##### SOURCE INFORMATION #####

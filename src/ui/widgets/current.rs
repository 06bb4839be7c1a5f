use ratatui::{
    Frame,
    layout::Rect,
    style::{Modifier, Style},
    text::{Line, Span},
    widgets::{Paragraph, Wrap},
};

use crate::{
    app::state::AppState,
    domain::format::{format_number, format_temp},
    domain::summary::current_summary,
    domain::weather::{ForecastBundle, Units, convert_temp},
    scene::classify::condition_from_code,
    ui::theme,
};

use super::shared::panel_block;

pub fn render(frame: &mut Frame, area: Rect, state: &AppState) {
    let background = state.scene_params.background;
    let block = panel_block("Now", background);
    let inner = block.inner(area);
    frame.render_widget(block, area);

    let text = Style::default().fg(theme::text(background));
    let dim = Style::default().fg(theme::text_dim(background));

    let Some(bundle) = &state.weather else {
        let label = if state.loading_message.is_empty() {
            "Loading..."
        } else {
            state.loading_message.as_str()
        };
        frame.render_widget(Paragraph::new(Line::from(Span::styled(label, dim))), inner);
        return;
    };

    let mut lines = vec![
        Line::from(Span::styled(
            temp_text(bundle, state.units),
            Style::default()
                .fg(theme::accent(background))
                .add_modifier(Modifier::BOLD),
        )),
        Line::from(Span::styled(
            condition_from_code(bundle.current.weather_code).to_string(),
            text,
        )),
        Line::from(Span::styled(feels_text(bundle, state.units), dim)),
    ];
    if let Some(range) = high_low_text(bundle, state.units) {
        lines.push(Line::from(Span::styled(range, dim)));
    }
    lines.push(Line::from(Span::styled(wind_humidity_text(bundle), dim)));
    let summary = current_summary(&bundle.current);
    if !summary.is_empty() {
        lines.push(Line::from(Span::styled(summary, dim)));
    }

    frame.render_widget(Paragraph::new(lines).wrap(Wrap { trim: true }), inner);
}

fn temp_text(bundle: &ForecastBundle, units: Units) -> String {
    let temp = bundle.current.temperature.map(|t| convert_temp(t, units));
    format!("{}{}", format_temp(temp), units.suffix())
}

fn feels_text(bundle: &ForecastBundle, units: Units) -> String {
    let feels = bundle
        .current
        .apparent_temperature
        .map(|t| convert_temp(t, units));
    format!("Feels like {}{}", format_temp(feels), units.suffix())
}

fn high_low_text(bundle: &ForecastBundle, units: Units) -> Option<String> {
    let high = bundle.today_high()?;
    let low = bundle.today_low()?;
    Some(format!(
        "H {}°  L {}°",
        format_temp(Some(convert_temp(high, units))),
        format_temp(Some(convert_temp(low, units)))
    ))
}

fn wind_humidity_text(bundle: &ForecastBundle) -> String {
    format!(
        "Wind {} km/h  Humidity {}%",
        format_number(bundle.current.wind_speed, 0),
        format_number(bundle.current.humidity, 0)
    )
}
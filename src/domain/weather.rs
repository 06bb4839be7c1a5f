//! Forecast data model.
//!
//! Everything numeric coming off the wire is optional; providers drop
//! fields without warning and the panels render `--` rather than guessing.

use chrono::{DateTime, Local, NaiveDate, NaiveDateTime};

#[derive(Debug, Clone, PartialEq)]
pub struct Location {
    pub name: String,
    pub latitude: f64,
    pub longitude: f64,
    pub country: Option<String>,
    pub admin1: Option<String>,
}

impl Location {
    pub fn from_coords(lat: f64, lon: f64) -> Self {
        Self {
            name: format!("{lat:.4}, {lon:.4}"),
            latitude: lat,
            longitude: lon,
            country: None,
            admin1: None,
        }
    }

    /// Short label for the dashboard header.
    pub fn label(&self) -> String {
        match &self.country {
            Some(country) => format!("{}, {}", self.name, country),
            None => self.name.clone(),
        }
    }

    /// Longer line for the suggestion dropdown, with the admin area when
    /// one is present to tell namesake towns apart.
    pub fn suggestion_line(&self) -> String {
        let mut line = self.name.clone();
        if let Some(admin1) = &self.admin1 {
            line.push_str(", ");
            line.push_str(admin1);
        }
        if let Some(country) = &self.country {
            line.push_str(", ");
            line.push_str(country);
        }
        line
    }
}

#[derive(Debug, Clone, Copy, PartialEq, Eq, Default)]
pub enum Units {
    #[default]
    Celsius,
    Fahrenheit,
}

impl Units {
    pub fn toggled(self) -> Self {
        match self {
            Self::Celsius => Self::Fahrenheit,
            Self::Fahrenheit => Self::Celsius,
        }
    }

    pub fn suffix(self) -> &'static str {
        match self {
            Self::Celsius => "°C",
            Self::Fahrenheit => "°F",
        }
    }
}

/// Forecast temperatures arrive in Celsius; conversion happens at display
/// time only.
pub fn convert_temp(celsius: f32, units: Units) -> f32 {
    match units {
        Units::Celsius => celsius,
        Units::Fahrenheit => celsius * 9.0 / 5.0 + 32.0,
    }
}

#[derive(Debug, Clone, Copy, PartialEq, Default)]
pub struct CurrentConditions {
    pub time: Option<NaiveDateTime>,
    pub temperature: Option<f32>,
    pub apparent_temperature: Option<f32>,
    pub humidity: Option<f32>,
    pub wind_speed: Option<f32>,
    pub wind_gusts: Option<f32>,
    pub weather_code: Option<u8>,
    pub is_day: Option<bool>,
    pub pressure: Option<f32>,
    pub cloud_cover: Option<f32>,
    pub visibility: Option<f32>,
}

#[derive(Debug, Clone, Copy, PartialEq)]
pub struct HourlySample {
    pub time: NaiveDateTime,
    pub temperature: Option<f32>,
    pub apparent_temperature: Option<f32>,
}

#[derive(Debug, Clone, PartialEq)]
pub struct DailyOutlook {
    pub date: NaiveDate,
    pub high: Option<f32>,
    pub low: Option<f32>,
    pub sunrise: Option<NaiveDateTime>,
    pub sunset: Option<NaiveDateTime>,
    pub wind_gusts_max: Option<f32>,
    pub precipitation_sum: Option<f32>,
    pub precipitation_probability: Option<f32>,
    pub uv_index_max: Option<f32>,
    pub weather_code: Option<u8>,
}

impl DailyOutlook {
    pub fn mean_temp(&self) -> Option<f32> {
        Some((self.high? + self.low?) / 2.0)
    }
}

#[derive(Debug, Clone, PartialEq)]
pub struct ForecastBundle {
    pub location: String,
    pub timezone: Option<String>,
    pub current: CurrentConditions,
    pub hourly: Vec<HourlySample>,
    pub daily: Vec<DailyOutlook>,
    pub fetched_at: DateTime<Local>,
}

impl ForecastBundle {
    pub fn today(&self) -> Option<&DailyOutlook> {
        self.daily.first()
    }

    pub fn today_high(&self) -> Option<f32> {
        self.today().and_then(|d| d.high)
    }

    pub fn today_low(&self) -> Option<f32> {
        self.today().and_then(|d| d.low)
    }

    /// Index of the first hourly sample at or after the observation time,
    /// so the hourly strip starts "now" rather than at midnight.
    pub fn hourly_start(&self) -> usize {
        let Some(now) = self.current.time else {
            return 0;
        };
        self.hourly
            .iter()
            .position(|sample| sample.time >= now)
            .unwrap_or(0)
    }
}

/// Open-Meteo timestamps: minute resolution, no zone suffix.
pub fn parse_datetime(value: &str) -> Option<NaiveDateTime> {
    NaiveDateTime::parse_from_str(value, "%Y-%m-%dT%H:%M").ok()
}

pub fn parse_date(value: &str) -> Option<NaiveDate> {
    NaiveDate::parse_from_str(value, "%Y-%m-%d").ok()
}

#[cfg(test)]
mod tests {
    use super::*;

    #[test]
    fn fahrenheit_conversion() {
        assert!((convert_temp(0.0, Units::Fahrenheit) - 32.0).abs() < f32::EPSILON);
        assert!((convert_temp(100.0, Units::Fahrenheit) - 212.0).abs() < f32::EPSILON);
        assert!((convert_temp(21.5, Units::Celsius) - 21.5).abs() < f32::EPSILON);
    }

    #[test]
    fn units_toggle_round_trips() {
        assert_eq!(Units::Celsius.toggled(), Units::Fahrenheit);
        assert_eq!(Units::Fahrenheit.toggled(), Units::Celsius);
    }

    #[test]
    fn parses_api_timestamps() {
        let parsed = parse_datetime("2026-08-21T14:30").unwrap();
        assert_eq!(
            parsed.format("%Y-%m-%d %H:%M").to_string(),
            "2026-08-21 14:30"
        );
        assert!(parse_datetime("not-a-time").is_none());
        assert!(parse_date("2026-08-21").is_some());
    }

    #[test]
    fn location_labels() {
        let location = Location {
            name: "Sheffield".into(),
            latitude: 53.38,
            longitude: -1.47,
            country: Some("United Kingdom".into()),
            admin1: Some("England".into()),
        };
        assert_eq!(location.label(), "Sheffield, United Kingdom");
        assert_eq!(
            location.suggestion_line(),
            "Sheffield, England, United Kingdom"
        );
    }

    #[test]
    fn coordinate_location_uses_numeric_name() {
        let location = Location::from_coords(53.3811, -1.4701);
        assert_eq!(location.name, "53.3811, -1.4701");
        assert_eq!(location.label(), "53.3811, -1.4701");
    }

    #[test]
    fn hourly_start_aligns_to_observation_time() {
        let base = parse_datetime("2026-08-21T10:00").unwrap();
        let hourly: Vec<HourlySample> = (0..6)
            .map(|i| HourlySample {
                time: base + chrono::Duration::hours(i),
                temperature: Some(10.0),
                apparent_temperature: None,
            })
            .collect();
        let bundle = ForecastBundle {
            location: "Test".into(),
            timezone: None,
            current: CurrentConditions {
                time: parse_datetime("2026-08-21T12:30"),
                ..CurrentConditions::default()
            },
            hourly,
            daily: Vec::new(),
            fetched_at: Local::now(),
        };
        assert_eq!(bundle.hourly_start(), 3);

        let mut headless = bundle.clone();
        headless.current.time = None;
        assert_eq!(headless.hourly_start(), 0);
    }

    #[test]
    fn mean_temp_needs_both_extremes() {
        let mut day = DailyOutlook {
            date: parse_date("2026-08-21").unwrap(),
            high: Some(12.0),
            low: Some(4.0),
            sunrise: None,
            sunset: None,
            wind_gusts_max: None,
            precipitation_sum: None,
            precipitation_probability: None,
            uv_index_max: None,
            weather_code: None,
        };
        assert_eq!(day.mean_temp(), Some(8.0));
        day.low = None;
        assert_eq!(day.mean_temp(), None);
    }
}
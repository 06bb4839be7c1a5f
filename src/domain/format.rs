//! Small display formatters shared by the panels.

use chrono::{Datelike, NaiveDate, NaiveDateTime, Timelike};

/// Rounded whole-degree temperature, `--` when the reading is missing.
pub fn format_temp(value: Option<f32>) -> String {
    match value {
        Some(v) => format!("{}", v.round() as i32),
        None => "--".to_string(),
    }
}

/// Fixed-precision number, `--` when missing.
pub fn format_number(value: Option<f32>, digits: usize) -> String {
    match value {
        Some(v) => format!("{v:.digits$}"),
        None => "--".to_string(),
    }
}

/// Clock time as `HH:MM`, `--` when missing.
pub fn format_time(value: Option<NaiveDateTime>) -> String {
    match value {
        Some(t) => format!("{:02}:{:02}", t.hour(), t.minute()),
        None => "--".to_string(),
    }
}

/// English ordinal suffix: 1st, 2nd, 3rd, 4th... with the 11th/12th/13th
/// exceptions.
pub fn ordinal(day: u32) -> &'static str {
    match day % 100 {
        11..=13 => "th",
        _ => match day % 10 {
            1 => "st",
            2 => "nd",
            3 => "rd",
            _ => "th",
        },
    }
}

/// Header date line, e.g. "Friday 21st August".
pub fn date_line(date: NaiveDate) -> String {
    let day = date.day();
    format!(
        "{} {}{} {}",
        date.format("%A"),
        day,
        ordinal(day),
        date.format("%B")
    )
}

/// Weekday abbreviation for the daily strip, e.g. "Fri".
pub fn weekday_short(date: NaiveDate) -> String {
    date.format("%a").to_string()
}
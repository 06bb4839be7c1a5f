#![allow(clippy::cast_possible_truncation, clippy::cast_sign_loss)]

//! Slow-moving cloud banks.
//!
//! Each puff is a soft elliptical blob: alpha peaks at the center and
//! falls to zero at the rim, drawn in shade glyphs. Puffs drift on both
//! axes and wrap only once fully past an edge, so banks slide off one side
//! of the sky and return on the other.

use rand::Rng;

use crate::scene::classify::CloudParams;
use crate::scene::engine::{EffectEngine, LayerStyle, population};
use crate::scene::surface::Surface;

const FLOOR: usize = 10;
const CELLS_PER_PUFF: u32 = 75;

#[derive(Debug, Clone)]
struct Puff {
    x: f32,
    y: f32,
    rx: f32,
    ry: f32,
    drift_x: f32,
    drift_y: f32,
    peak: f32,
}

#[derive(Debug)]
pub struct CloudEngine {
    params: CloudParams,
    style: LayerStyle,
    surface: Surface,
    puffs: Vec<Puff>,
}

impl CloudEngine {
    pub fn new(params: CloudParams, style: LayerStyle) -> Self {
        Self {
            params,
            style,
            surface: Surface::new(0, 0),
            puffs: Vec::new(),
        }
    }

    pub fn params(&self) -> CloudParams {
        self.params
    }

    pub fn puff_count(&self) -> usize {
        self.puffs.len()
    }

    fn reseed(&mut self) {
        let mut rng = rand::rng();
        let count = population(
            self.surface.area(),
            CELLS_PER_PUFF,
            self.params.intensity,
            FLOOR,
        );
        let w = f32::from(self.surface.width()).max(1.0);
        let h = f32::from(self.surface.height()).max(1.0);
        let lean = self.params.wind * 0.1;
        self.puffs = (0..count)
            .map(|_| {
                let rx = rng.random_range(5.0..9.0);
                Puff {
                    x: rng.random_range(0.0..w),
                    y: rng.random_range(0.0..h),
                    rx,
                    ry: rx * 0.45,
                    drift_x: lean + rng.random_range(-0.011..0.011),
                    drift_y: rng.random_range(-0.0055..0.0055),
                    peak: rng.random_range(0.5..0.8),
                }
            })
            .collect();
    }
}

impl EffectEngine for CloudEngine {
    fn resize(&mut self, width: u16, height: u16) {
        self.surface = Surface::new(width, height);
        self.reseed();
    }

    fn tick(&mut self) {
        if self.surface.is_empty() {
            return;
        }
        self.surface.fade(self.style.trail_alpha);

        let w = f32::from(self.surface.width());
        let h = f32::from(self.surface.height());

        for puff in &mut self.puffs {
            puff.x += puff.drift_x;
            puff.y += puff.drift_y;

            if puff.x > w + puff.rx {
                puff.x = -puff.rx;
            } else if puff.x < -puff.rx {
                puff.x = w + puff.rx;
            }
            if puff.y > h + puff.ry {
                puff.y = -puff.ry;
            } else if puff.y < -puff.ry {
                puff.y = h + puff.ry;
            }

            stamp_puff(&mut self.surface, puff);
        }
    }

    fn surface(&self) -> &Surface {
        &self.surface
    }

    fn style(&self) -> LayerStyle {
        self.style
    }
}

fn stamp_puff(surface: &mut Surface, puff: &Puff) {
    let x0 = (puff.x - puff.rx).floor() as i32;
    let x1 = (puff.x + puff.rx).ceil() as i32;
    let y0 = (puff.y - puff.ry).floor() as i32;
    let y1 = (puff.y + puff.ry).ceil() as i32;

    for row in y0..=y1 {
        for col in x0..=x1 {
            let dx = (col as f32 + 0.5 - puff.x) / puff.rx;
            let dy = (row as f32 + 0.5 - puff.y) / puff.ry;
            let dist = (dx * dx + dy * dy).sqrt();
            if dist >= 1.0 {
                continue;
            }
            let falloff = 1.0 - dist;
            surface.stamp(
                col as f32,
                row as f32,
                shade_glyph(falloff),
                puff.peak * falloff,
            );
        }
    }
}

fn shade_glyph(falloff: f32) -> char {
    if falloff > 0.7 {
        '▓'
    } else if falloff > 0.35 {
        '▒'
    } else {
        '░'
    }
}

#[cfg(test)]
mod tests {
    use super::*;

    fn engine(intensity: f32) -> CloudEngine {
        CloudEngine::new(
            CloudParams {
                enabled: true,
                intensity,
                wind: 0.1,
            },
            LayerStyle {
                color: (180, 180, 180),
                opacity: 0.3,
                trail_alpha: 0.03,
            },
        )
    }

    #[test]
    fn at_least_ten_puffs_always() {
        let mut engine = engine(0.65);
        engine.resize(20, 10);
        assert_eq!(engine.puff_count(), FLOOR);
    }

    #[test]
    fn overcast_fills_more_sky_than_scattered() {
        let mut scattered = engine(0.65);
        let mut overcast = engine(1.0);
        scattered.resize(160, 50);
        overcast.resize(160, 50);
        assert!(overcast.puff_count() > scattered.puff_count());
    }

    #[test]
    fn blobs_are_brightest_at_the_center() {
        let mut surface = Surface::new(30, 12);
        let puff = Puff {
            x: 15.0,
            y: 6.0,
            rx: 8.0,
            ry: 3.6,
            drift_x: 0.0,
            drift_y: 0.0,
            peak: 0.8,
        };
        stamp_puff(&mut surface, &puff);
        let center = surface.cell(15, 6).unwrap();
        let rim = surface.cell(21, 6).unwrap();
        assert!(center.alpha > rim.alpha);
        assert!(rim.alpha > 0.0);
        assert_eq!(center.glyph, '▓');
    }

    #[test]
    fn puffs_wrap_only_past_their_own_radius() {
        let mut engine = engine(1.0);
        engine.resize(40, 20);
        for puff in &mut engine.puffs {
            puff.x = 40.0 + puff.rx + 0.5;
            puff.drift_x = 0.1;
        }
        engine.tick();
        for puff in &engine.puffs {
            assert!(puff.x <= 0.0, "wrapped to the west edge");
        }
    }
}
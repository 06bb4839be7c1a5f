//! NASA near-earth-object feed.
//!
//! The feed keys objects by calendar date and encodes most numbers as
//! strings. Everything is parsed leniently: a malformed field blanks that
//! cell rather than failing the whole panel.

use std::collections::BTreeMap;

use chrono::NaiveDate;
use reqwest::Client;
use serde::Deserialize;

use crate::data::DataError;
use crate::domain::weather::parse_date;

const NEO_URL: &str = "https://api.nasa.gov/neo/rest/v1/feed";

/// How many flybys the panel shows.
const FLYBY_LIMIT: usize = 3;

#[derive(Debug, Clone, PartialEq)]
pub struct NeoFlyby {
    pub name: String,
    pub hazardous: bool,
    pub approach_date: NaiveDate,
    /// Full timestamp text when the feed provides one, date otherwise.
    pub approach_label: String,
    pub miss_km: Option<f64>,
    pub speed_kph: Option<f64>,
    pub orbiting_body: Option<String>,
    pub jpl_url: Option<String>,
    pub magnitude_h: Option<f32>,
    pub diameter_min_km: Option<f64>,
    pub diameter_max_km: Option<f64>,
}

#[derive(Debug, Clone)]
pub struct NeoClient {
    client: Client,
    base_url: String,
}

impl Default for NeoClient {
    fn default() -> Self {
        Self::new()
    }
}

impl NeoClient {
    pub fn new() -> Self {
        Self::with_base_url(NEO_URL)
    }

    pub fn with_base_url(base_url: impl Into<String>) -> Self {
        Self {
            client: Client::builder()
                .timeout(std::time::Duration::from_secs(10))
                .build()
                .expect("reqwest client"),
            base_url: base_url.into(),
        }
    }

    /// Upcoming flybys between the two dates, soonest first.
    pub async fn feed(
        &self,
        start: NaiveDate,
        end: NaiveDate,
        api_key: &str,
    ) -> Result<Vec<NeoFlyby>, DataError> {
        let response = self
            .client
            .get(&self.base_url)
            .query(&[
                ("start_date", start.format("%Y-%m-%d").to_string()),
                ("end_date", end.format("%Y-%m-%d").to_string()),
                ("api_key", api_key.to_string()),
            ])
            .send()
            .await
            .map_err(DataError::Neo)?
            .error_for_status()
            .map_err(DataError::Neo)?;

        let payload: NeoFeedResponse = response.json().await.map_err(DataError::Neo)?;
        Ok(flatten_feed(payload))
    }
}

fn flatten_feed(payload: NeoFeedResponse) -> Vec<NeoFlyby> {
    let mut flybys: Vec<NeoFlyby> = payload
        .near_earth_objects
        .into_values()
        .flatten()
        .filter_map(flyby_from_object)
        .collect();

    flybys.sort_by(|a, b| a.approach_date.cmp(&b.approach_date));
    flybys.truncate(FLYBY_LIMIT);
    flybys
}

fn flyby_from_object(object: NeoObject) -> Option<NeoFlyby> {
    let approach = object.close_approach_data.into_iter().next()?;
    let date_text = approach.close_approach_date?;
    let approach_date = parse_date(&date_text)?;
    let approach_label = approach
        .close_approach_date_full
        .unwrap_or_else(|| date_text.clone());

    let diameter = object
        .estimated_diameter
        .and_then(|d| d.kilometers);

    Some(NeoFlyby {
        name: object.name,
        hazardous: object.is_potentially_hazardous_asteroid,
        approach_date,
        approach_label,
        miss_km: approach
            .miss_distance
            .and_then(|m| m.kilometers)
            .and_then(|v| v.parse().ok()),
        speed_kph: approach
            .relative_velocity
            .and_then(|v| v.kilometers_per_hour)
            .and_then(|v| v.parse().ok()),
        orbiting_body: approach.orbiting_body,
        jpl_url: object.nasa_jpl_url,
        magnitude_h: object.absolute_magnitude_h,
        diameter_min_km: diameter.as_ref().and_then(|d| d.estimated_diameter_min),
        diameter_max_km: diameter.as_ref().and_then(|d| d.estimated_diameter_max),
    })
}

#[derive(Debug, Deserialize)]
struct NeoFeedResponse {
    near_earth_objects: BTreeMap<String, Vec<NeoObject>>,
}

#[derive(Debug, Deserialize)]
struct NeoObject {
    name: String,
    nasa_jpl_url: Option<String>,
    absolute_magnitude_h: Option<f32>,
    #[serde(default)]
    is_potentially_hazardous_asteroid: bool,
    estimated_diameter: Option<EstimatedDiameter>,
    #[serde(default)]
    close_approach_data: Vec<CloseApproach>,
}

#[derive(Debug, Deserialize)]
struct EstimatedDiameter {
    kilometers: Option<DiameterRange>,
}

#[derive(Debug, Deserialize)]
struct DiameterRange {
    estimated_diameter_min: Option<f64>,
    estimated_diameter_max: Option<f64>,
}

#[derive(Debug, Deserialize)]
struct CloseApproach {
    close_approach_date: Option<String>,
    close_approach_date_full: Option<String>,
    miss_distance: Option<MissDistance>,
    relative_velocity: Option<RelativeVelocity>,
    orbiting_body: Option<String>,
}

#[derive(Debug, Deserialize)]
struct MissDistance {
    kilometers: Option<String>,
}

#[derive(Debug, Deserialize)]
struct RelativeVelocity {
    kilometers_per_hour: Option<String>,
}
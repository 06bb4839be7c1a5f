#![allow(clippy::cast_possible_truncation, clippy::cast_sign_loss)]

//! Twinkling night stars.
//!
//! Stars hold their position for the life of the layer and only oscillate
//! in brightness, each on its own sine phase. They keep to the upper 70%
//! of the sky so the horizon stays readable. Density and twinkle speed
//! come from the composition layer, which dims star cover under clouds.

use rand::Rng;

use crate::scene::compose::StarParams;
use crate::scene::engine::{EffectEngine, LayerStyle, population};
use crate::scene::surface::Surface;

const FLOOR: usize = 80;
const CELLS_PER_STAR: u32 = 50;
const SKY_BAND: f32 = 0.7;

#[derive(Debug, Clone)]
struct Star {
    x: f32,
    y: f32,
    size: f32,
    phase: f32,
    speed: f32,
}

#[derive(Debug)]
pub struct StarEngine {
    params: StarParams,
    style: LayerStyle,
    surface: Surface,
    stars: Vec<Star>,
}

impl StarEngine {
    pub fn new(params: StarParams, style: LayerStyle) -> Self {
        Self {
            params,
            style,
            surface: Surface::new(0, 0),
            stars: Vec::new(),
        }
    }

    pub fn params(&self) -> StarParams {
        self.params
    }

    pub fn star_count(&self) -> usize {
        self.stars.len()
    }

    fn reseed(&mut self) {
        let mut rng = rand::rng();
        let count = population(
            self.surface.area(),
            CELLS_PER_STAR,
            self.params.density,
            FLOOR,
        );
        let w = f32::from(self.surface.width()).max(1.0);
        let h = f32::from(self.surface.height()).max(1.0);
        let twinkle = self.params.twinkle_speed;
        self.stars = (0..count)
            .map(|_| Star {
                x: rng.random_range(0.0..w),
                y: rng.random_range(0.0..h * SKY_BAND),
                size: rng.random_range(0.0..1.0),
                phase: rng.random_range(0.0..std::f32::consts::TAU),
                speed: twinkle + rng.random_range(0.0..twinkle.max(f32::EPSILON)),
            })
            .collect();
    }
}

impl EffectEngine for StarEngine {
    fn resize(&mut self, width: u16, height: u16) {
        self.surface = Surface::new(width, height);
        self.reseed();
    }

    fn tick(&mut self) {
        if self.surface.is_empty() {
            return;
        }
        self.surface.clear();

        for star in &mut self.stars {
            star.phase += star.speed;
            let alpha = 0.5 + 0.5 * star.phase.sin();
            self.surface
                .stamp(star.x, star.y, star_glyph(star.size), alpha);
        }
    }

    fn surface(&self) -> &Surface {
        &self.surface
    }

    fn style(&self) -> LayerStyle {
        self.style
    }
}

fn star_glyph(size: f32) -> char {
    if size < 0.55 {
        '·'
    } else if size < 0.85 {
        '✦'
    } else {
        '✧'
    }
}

#####

Would you retype the lines above from the one with "the dashboard header." down to the one with "if let Some(country)", word for word, both ends included and no other lines?

> **COMPLETED EXERCISE**
    /// Short label for the dashboard header.
    pub fn label(&self) -> String {
        match &self.country {
            Some(country) => format!("{}, {}", self.name, country),
            None => self.name.clone(),
        }
    }

    /// Longer line for the suggestion dropdown, with the admin area when
    /// one is present to tell namesake towns apart.
    pub fn suggestion_line(&self) -> String {
        let mut line = self.name.clone();
        if let Some(admin1) = &self.admin1 {
            line.push_str(", ");
            line.push_str(admin1);
        }
        if let Some(country) = &self.country {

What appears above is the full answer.